Source material ::
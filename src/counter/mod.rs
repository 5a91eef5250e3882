//! The counter value and the stores built around it.
//!
//! Five flavours of the same counter:
//!
//! - [`basic_counter`]: initializer receives the setter and returns value + actions
//! - [`combined_counter`]: initial shape plus an action-producing function
//! - [`persisted_counter`]: write-through persistence and devtools
//! - selectors via [`Store::selectors`](crate::store::Store::selectors) on any of them
//! - [`api_counter`]: actions backed by the remote counter API

mod api;
mod local;
mod state;

pub use api::{api_counter, ApiCounterActions};
pub use local::{basic_counter, combined_counter, persisted_counter, CounterActions};
pub use state::{Counter, CounterPatch, API_STORE, COUNT_STORE};

use thiserror::Error;

use crate::remote::RemoteError;
use crate::store::StoreError;

/// Errors from remote-backed counter actions.
#[derive(Debug, Error)]
pub enum ActionError {
    /// The remote call failed; the store was not touched.
    #[error(transparent)]
    Remote(#[from] RemoteError),

    #[error(transparent)]
    Store(#[from] StoreError),
}
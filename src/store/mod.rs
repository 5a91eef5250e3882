//! State container primitives.
//!
//! # Architecture
//!
//! ```text
//! Action ──→ Setter ──→ Update ──→ Store ──→ Subscribers
//!                                    │
//!                                    └──→ Middleware (persist, devtools)
//! ```
//!
//! - **State**: the stored value and how a patch merges into it
//! - **Update**: either a ready patch or a fallible transform of the current value
//! - **Store**: the container; serialises updates and notifies in order
//! - **Bound**: a store together with the actions closed over its setter

mod bound;
mod container;
mod error;
mod middleware;
mod update;

pub use bound::{combine, create, Bound};
pub use container::{Setter, Store, StoreBuilder, Subscription, WeakStore, ANONYMOUS_ACTION};
pub use error::StoreError;
pub use middleware::Middleware;
pub use update::{State, Update};
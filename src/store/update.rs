//! Update protocol for stores.

/// A value that can live inside a [`Store`](super::Store).
///
/// `Patch` is the partial form of the value. Applying a patch must be a
/// shallow merge: fields present in the patch overwrite, the rest stay.
pub trait State: Clone + Send + Sync + 'static {
    /// Partial form of the state.
    type Patch: Send + 'static;

    /// Merge a patch into the state. Must not fail.
    fn apply(&mut self, patch: Self::Patch);
}

type TransformFn<V> = Box<dyn FnOnce(&V) -> anyhow::Result<<V as State>::Patch> + Send>;

/// An update request for a store.
///
/// `Replace` carries a ready patch. `Transform` computes the patch from the
/// current value; if it fails the store is left untouched.
pub enum Update<V: State> {
    Replace(V::Patch),
    Transform(TransformFn<V>),
}

impl<V: State> Update<V> {
    pub fn replace(patch: V::Patch) -> Self {
        Update::Replace(patch)
    }

    pub fn transform<F>(f: F) -> Self
    where
        F: FnOnce(&V) -> anyhow::Result<V::Patch> + Send + 'static,
    {
        Update::Transform(Box::new(f))
    }

    /// Resolve the update into a patch against `current`.
    pub(crate) fn into_patch(self, current: &V) -> anyhow::Result<V::Patch> {
        match self {
            Update::Replace(patch) => Ok(patch),
            Update::Transform(f) => f(current),
        }
    }

    pub(crate) fn kind(&self) -> &'static str {
        match self {
            Update::Replace(_) => "replace",
            Update::Transform(_) => "transform",
        }
    }
}

impl<V: State> std::fmt::Debug for Update<V> {
    fn fmt(&self, f: &mut std::fmt::Formatter<'_>) -> std::fmt::Result {
        write!(f, "Update::{}", self.kind())
    }
}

Task ::
Using the material above, transcribe exactly the lines from the line with "the current value" to the line with "protocol for stores."; both count, and nothing else goes in.

Reply to the task ::
//! - **Update**: either a ready patch or a fallible transform of the current value
//! - **Store**: the container; serialises updates and notifies in order
//! - **Bound**: a store together with the actions closed over its setter

mod bound;
mod container;
mod error;
mod middleware;
mod update;

pub use bound::{combine, create, Bound};
pub use container::{Setter, Store, StoreBuilder, Subscription, WeakStore, ANONYMOUS_ACTION};
pub use error::StoreError;
pub use middleware::Middleware;
pub use update::{State, Update};
filename src/store/update.rs
//! Update protocol for stores.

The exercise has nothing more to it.